# creating our enhanced model
### enhancements
- we need to model availability into our model 
- we need to model repeat consumption as users will repeatedly consume the days after but two days after less and 3 days after it is not as likely
- we need to model users with high interactions and users with low interactions. Tow models?

create a NCF
test it
create an availability measure. This could be doing a daily version where users are modelled by their day to day interactions? 
test model on upper and lower quartiles, see if there is a change in acc



In [4]:
import numpy as np
import pandas as pd
import os

file_path = os.path.join(os.getcwd(),'Datasets/100k_a.csv')
cols = ["user","stream","streamer","start","stop"]
data = pd.read_csv(file_path, header=None, names=cols)
data.user = pd.factorize(data.user)[0]+1
data['streamer_raw'] = data.streamer
data.streamer = pd.factorize(data.streamer)[0]+1
print("Num users: ", data.user.nunique())
print("Num streamers: ", data.streamer.nunique())
print("Num interactions: ", len(data))

def custom_train_test_split(interactions_matrix, test_size=0.2):
    # Set initial training and testing matrices
    train_matrix = np.zeros_like(interactions_matrix)
    test_matrix = np.zeros_like(interactions_matrix)
    
    # Ensure at least one interaction per user and per streamer in the training set
    for user in range(interactions_matrix.shape[0]):
        user_interactions = np.where(interactions_matrix[user, :] > 0)[0]
        if len(user_interactions) > 0:
            selected = np.random.choice(user_interactions, size=1)
            train_matrix[user, selected] = interactions_matrix[user, selected]

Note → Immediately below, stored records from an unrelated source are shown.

//! 查询执行层
//!
//! ```text
//! QueryExecutor::process_query
//!   ├─ QueryQuota::acquire          配额不足立即拒绝
//!   ├─ QueryRequest::validate       非法查询 → BadQuery
//!   ├─ InstancePlanMaker            每段一个计划，能用星型树时走星型树
//!   └─ InstanceResponsePlanNode::run → InstanceResponseOperator::execute
//! ```

pub mod aggregation;
pub mod request;
pub mod predicate;
pub mod results;
pub mod operator;
pub mod plan;
pub mod executor;
pub mod quota;

pub use aggregation::{AggregationFunctionType, AggregationResult};
pub use executor::{CancellationToken, QueryExecutor, QueryExecutorService};
pub use plan::{InstancePlanMaker, PlanNode};
pub use quota::{QueryQuota, TableQueryQuotaManager};
pub use request::{
    AggregationInfo, FilterNode, GroupByMode, OrderBy, Predicate, QueryOptions, QueryRequest,
};
pub use results::{ExecutionStatistics, GroupByResult, InstanceResponse, QueryResult};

    for streamer in range(interactions_matrix.shape[1]):
        streamer_interactions = np.where(interactions_matrix[:, streamer] > 0)[0]
        if len(streamer_interactions) > 0:
            selected = np.random.choice(streamer_interactions, size=1)
            train_matrix[selected, streamer] = interactions_matrix[selected, streamer]

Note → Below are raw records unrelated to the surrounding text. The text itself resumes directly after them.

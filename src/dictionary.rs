//! 列字典（`<column>.dict`）
//!
//! - **Dictionary**: 段封存后的有序不可变字典，dict_id 即排序位置
//! - **MutableDictionary**: 实时段使用，按首次出现顺序分配 dict_id
//!
//! 文件格式（小端）：
//! ```text
//! cardinality (i32)
//! INT/FLOAT    : cardinality × 4 bytes
//! LONG/DOUBLE  : cardinality × 8 bytes
//! STRING/BYTES : cardinality × (len i32 + bytes)
//! ```

use std::collections::HashMap;
use std::io::Write;
use std::ops::Range;
use std::path::Path;
use byteorder::{LittleEndian, WriteBytesExt};
use parking_lot::RwLock;
use crate::common::{DictId, OlapError, Result};
use crate::field_type::{DataType, Value};
use crate::io::DataBuffer;

#[derive(Debug, Clone, PartialEq)]
enum DictValues {
    Int(Vec<i32>),
    Long(Vec<i64>),
    Float(Vec<f32>),
    Double(Vec<f64>),
    String(Vec<String>),
    Bytes(Vec<Vec<u8>>),
}

// ── 不可变字典 ────────────────────────────────────────────────────────────────

#[derive(Debug, Clone, PartialEq)]
pub struct Dictionary {
    data_type: DataType,
    values:    DictValues,
}

impl Dictionary {
    /// 从任意顺序、可重复的值构建有序字典
    pub fn build<'a>(data_type: DataType, values: impl IntoIterator<Item = &'a Value>) -> Result<Self> {
        let values = match data_type {
            DataType::Int => {
                let mut v = collect(values, |x| match x { Value::Int(i) => Some(*i), _ => None })?;
                v.sort_unstable();
                v.dedup();
                DictValues::Int(v)
            }
            DataType::Long => {
                let mut v = collect(values, |x| match x { Value::Long(i) => Some(*i), _ => None })?;
                v.sort_unstable();
                v.dedup();
                DictValues::Long(v)
            }
            DataType::Float => {
                let mut v = collect(values, |x| match x { Value::Float(f) => Some(*f), _ => None })?;
                v.sort_unstable_by(|a, b| a.total_cmp(b));
                v.dedup_by(|a, b| a.to_bits() == b.to_bits());
                DictValues::Float(v)
            }
            DataType::Double => {
                let mut v = collect(values, |x| match x { Value::Double(f) => Some(*f), _ => None })?;
                v.sort_unstable_by(|a, b| a.total_cmp(b));
                v.dedup_by(|a, b| a.to_bits() == b.to_bits());
                DictValues::Double(v)
            }
            DataType::String => {
                let mut v = collect(values, |x| match x { Value::String(s) => Some(s.clone()), _ => None })?;
                v.sort_unstable();
                v.dedup();
                DictValues::String(v)
            }
            DataType::Bytes => {
                let mut v = collect(values, |x| match x { Value::Bytes(b) => Some(b.clone()), _ => None })?;
                v.sort_unstable();
                v.dedup();
                DictValues::Bytes(v)
            }
        };
        Ok(Self { data_type, values })
    }

    pub fn data_type(&self) -> DataType { self.data_type }

    pub fn cardinality(&self) -> usize {
        match &self.values {
            DictValues::Int(v)    => v.len(),
            DictValues::Long(v)   => v.len(),
            DictValues::Float(v)  => v.len(),
            DictValues::Double(v) => v.len(),
            DictValues::String(v) => v.len(),
            DictValues::Bytes(v)  => v.len(),
        }
    }

    pub fn get(&self, dict_id: DictId) -> Value {
        let i = dict_id as usize;
        match &self.values {
            DictValues::Int(v)    => Value::Int(v[i]),
            DictValues::Long(v)   => Value::Long(v[i]),
            DictValues::Float(v)  => Value::Float(v[i]),
            DictValues::Double(v) => Value::Double(v[i]),
            DictValues::String(v) => Value::String(v[i].clone()),
            DictValues::Bytes(v)  => Value::Bytes(v[i].clone()),
        }
    }

    /// 数值列的 f64 视图；非数值列返回 None
    pub fn get_f64(&self, dict_id: DictId) -> Option<f64> {
        let i = dict_id as usize;
        match &self.values {
            DictValues::Int(v)    => Some(v[i] as f64),
            DictValues::Long(v)   => Some(v[i] as f64),
            DictValues::Float(v)  => Some(v[i] as f64),
            DictValues::Double(v) => Some(v[i]),
            _ => None,
        }
    }

    pub fn min_value(&self) -> Option<Value> {
        (self.cardinality() > 0).then(|| self.get(0))
    }

    pub fn max_value(&self) -> Option<Value> {
        let n = self.cardinality();
        (n > 0).then(|| self.get(n as DictId - 1))
    }

    /// 精确查找；类型无法转换或值不存在时返回 None
    pub fn index_of(&self, value: &Value) -> Option<DictId> {
        let v = value.coerce_scalar(self.data_type).ok()?;
        let pos = match (&self.values, &v) {
            (DictValues::Int(xs),    Value::Int(x))    => xs.binary_search(x).ok(),
            (DictValues::Long(xs),   Value::Long(x))   => xs.binary_search(x).ok(),
            (DictValues::Float(xs),  Value::Float(x))  => xs.binary_search_by(|p| p.total_cmp(x)).ok(),
            (DictValues::Double(xs), Value::Double(x)) => xs.binary_search_by(|p| p.total_cmp(x)).ok(),
            (DictValues::String(xs), Value::String(x)) => xs.binary_search(x).ok(),
            (DictValues::Bytes(xs),  Value::Bytes(x))  => xs.binary_search(x).ok(),
            _ => None,
        };
        pos.map(|p| p as DictId)
    }

    /// 第一个 `>= value`（或 `> value`）的位置
    fn lower_position(&self, value: &Value, inclusive: bool) -> Result<usize> {
        let v = value.coerce_scalar(self.data_type)
            .map_err(|e| OlapError::BadQuery(format!("invalid range bound: {e}")))?;
        let p = match (&self.values, &v) {
            (DictValues::Int(xs),    Value::Int(x))    => xs.partition_point(|p| if inclusive { p < x } else { p <= x }),
            (DictValues::Long(xs),   Value::Long(x))   => xs.partition_point(|p| if inclusive { p < x } else { p <= x }),
            (DictValues::Float(xs),  Value::Float(x))  => xs.partition_point(|p| if inclusive { p < x } else { p <= x }),
            (DictValues::Double(xs), Value::Double(x)) => xs.partition_point(|p| if inclusive { p < x } else { p <= x }),
            (DictValues::String(xs), Value::String(x)) => xs.partition_point(|p| if inclusive { p < x } else { p <= x }),
            (DictValues::Bytes(xs),  Value::Bytes(x))  => xs.partition_point(|p| if inclusive { p < x } else { p <= x }),
            _ => return Err(OlapError::BadQuery(format!("range bound {value} does not match {}", self.data_type))),
        };
        Ok(p)
    }

    /// 区间谓词对应的 dict_id 连续区间（有序字典的性质）
    pub fn dict_id_range(
        &self,
        lower: Option<(&Value, bool)>,
        upper: Option<(&Value, bool)>,
    ) -> Result<Range<DictId>> {
        let start = match lower {
            Some((v, inclusive)) => self.lower_position(v, inclusive)?,
            None => 0,
        };
        let end = match upper {
            // 上界 `<= v` 等价于第一个 `> v` 的位置
            Some((v, inclusive)) => self.lower_position(v, !inclusive)?,
            None => self.cardinality(),
        };
        Ok(start as DictId..end.max(start) as DictId)
    }

    // ── 持久化 ────────────────────────────────────────────────────────────────

    pub fn write_to(&self, path: &Path) -> Result<()> {
        let mut out: Vec<u8> = Vec::new();
        out.write_i32::<LittleEndian>(self.cardinality() as i32)?;
        match &self.values {
            DictValues::Int(v)    => for x in v { out.write_i32::<LittleEndian>(*x)?; },
            DictValues::Long(v)   => for x in v { out.write_i64::<LittleEndian>(*x)?; },
            DictValues::Float(v)  => for x in v { out.write_f32::<LittleEndian>(*x)?; },
            DictValues::Double(v) => for x in v { out.write_f64::<LittleEndian>(*x)?; },
            DictValues::String(v) => for s in v {
                out.write_i32::<LittleEndian>(s.len() as i32)?;
                out.write_all(s.as_bytes())?;
            },
            DictValues::Bytes(v)  => for b in v {
                out.write_i32::<LittleEndian>(b.len() as i32)?;
                out.write_all(b)?;
            },
        }
        std::fs::write(path, out)?;
        Ok(())
    }

    /// 字典总是整体读入堆
    pub fn load(buffer: &DataBuffer, data_type: DataType, expected_cardinality: usize) -> Result<Self> {
        let mut cur = Cursor { data: buffer.as_slice(), pos: 0 };
        let cardinality = cur.i32()?;
        if cardinality < 0 || cardinality as usize != expected_cardinality {
            return Err(OlapError::corruption(format!(
                "dictionary cardinality {cardinality} disagrees with metadata {expected_cardinality}",
            )));
        }
        let n = cardinality as usize;
        let values = match data_type {
            DataType::Int    => DictValues::Int((0..n).map(|_| cur.i32()).collect::<Result<_>>()?),
            DataType::Long   => DictValues::Long((0..n).map(|_| cur.i64()).collect::<Result<_>>()?),
            DataType::Float  => DictValues::Float((0..n).map(|_| cur.f32()).collect::<Result<_>>()?),
            DataType::Double => DictValues::Double((0..n).map(|_| cur.f64()).collect::<Result<_>>()?),
            DataType::String => DictValues::String((0..n)
                .map(|_| {
                    let b = cur.var_bytes()?;
                    String::from_utf8(b).map_err(|_| OlapError::corruption("dictionary string is not UTF-8"))
                })
                .collect::<Result<_>>()?),
            DataType::Bytes  => DictValues::Bytes((0..n).map(|_| cur.var_bytes()).collect::<Result<_>>()?),
        };
        Ok(Self { data_type, values })
    }
}

fn collect<'a, T>(
    values:  impl IntoIterator<Item = &'a Value>,
    extract: impl Fn(&Value) -> Option<T>,
) -> Result<Vec<T>> {
    values.into_iter()
        .map(|v| extract(v).ok_or_else(|| OlapError::SchemaMismatch(format!("unexpected dictionary value {v}"))))
        .collect()
}

struct Cursor<'a> {
    data: &'a [u8],
    pos:  usize,
}

impl Cursor<'_> {
    fn take(&mut self, n: usize) -> Result<&[u8]> {
        if self.pos + n > self.data.len() {
            return Err(OlapError::corruption("truncated dictionary"));
        }
        let s = &self.data[self.pos..self.pos + n];
        self.pos += n;
        Ok(s)
    }
    fn i32(&mut self) -> Result<i32> { Ok(i32::from_le_bytes(self.take(4)?.try_into().map_err(|_| OlapError::corruption("dict"))?)) }
    fn i64(&mut self) -> Result<i64> { Ok(i64::from_le_bytes(self.take(8)?.try_into().map_err(|_| OlapError::corruption("dict"))?)) }
    fn f32(&mut self) -> Result<f32> { Ok(f32::from_le_bytes(self.take(4)?.try_into().map_err(|_| OlapError::corruption("dict"))?)) }
    fn f64(&mut self) -> Result<f64> { Ok(f64::from_le_bytes(self.take(8)?.try_into().map_err(|_| OlapError::corruption("dict"))?)) }
    fn var_bytes(&mut self) -> Result<Vec<u8>> {
        let len = self.i32()?;
        if len < 0 {
            return Err(OlapError::corruption("negative dictionary entry length"));
        }
        Ok(self.take(len as usize)?.to_vec())
    }
}

// ── 可变字典 ──────────────────────────────────────────────────────────────────

#[derive(Default)]
struct MutableDictInner {
    values: Vec<Value>,
    index:  HashMap<Vec<u8>, DictId>,
}

/// 实时段字典：单写多读，dict_id 按首次出现分配
#[derive(Default)]
pub struct MutableDictionary {
    inner: RwLock<MutableDictInner>,
}

impl MutableDictionary {
    pub fn new() -> Self { Self::default() }

    /// 返回值的 dict_id，不存在则追加
    pub fn index(&self, value: &Value) -> DictId {
        let key = value.to_sort_key();
        if let Some(id) = self.inner.read().index.get(&key) {
            return *id;
        }
        let mut inner = self.inner.write();
        if let Some(id) = inner.index.get(&key) {
            return *id;
        }
        let id = inner.values.len() as DictId;
        inner.values.push(value.clone());
        inner.index.insert(key, id);
        id
    }

    pub fn index_of(&self, value: &Value) -> Option<DictId> {
        self.inner.read().index.get(&value.to_sort_key()).copied()
    }

    pub fn get(&self, dict_id: DictId) -> Value {
        self.inner.read().values[dict_id as usize].clone()
    }

    pub fn len(&self) -> usize { self.inner.read().values.len() }
    pub fn is_empty(&self) -> bool { self.len() == 0 }
}

#[cfg(test)]
mod tests {
    use super::*;

    fn strings(xs: &[&str]) -> Vec<Value> {
        xs.iter().map(|s| Value::String(s.to_string())).collect()
    }

    #[test]
    fn test_build_sorted_dedup() {
        let vals = strings(&["us", "cn", "us", "de", "cn"]);
        let dict = Dictionary::build(DataType::String, &vals).unwrap();
        assert_eq!(dict.cardinality(), 3);
        assert_eq!(dict.get(0), Value::String("cn".into()));
        assert_eq!(dict.index_of(&Value::String("us".into())), Some(2));
        assert_eq!(dict.index_of(&Value::String("fr".into())), None);
        assert_eq!(dict.max_value(), Some(Value::String("us".into())));
    }

    #[test]
    fn test_index_of_coerces_literal() {
        let vals: Vec<Value> = [30, 10, 20].iter().map(|i| Value::Long(*i)).collect();
        let dict = Dictionary::build(DataType::Long, &vals).unwrap();
        assert_eq!(dict.index_of(&Value::Int(20)), Some(1));
        assert_eq!(dict.index_of(&Value::String("30".into())), Some(2));
        assert_eq!(dict.get_f64(0), Some(10.0));
    }

    #[test]
    fn test_dict_id_range() {
        let vals: Vec<Value> = [1, 3, 5, 7, 9].iter().map(|i| Value::Int(*i)).collect();
        let dict = Dictionary::build(DataType::Int, &vals).unwrap();
        let r = dict.dict_id_range(Some((&Value::Int(3), true)), Some((&Value::Int(7), false))).unwrap();
        assert_eq!(r, 1..3);
        let r = dict.dict_id_range(Some((&Value::Int(3), false)), None).unwrap();
        assert_eq!(r, 2..5);
        let r = dict.dict_id_range(None, Some((&Value::Int(4), true))).unwrap();
        assert_eq!(r, 0..2);
        let r = dict.dict_id_range(Some((&Value::Int(8), true)), Some((&Value::Int(2), true))).unwrap();
        assert!(r.is_empty());
    }

    #[test]
    fn test_persist_round_trip() {
        let dir = tempfile::tempdir().unwrap();
        for (dt, vals) in [
            (DataType::String, strings(&["b", "a", "ccc"])),
            (DataType::Double, vec![Value::Double(2.5), Value::Double(-1.0)]),
            (DataType::Bytes,  vec![Value::Bytes(vec![1, 2]), Value::Bytes(vec![])]),
        ] {
            let dict = Dictionary::build(dt, &vals).unwrap();
            let path = dir.path().join(format!("{dt}.dict"));
            dict.write_to(&path).unwrap();
            let buf = DataBuffer::load_file(&path).unwrap();
            assert_eq!(Dictionary::load(&buf, dt, dict.cardinality()).unwrap(), dict);
            assert!(Dictionary::load(&buf, dt, dict.cardinality() + 1).unwrap_err().is_corruption());
        }
    }

    #[test]
    fn test_mutable_dictionary() {
        let d = MutableDictionary::new();
        assert_eq!(d.index(&Value::Int(7)), 0);
        assert_eq!(d.index(&Value::Int(3)), 1);
        assert_eq!(d.index(&Value::Int(7)), 0);
        assert_eq!(d.len(), 2);
        assert_eq!(d.get(1), Value::Int(3));
        assert_eq!(d.index_of(&Value::Int(9)), None);
    }
}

    # Distribute the rest of the interactions
    remaining_indices = np.where((interactions_matrix != train_matrix) & (interactions_matrix > 0))
    remaining_indices = list(zip(remaining_indices[0], remaining_indices[1]))
    test_indices = np.random.choice(np.arange(len(remaining_indices)), size=int(len(remaining_indices) * test_size), replace=False)
    test_indices = [remaining_indices[i] for i in test_indices]

    for user, streamer in test_indices:
        test_matrix[user, streamer] = interactions_matrix[user, streamer]
        train_matrix[user, streamer] = 0
    return train_matrix, test_matrix


#let's train on the top 100,000 entries. These are the entries which decrease the sparsity the most.
from sklearn.preprocessing import MinMaxScaler
#calculate the user incteraction frequency
user_interactions = data.groupby('user').size()
streamer_interactions = data.groupby('streamer').size()
#rank the users and streamers by their frequency
user_ranks = user_interactions.rank(method='first', ascending=False)
streamer_ranks = streamer_interactions.rank(method='first', ascending=False)
#score the interactions and select the top 100,000
data['user_score'] = data['user'].map(user_ranks)
data['streamer_score'] = data['streamer'].map(streamer_ranks)
data['combined_score'] = data['user_score'] + data['streamer_score']
data['rating'] = data.stop - data.start


top_data = data.nsmallest(100000, 'combined_score')
filtered_data = top_data.drop(columns=['user_score', 'streamer_score', 'combined_score'])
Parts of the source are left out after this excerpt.